▼▼▼

// Copyright 2025 Umberto Gotti <umberto.gotti@umbertogotti.dev>
// Licensed under the Apache License, Version 2.0
// http://www.apache.org/licenses/LICENSE-2.0

use crate::FetchError;
use serde::{Deserialize, Serialize};

/// Current weather record for one city
/// Fields missing from the payload fall back to their defaults
#[derive(Debug, Clone, Default, PartialEq, Serialize, Deserialize)]
pub struct WeatherReport {
    #[serde(default)]
    pub main: MainReadings,
    /// Shift in seconds from UTC
    #[serde(default)]
    pub timezone: i64,
    #[serde(default)]
    pub name: String,
    #[serde(default)]
    pub cod: i32,
}

#[derive(Debug, Clone, Default, PartialEq, Serialize, Deserialize)]
pub struct MainReadings {
    /// Kelvin
    #[serde(default)]
    pub temp: f64,
}

impl WeatherReport {
    pub fn new(name: impl Into<String>, temp: f64, timezone: i64, cod: i32) -> Self {
        Self {
            main: MainReadings { temp },
            timezone,
            name: name.into(),
            cod,
        }
    }

    /// Decode a response body
    pub fn from_slice(body: &[u8]) -> Result<Self, FetchError> {
        serde_json::from_slice(body).map_err(|e| FetchError::Decode(e.to_string()))
    }
}
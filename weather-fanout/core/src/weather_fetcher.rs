// Copyright 2025 Umberto Gotti <umberto.gotti@umbertogotti.dev>
// Licensed under the Apache License, Version 2.0
// http://www.apache.org/licenses/LICENSE-2.0

use crate::{FetchResult, WorkItem};
use async_trait::async_trait;
use std::sync::Arc;

/// Fetches the weather record for a single work item
/// May suspend for an unbounded time; runners add no timeout
#[async_trait]
pub trait WeatherFetcher: Send + Sync {
    async fn fetch(&self, item: &WorkItem) -> FetchResult;
}

#[async_trait]
impl<F: WeatherFetcher + ?Sized> WeatherFetcher for Arc<F> {
    async fn fetch(&self, item: &WorkItem) -> FetchResult {
        (**self).fetch(item).await
    }
}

▲▲▲

Would you give again, word for word, every line from the one with "async fn fetch(&self, item: &WorkItem) -> FetchResult;" through the final line of the listing above?

*RESPONSE BELOW*
    async fn fetch(&self, item: &WorkItem) -> FetchResult;
}

#[async_trait]
impl<F: WeatherFetcher + ?Sized> WeatherFetcher for Arc<F> {
    async fn fetch(&self, item: &WorkItem) -> FetchResult {
        (**self).fetch(item).await
    }
}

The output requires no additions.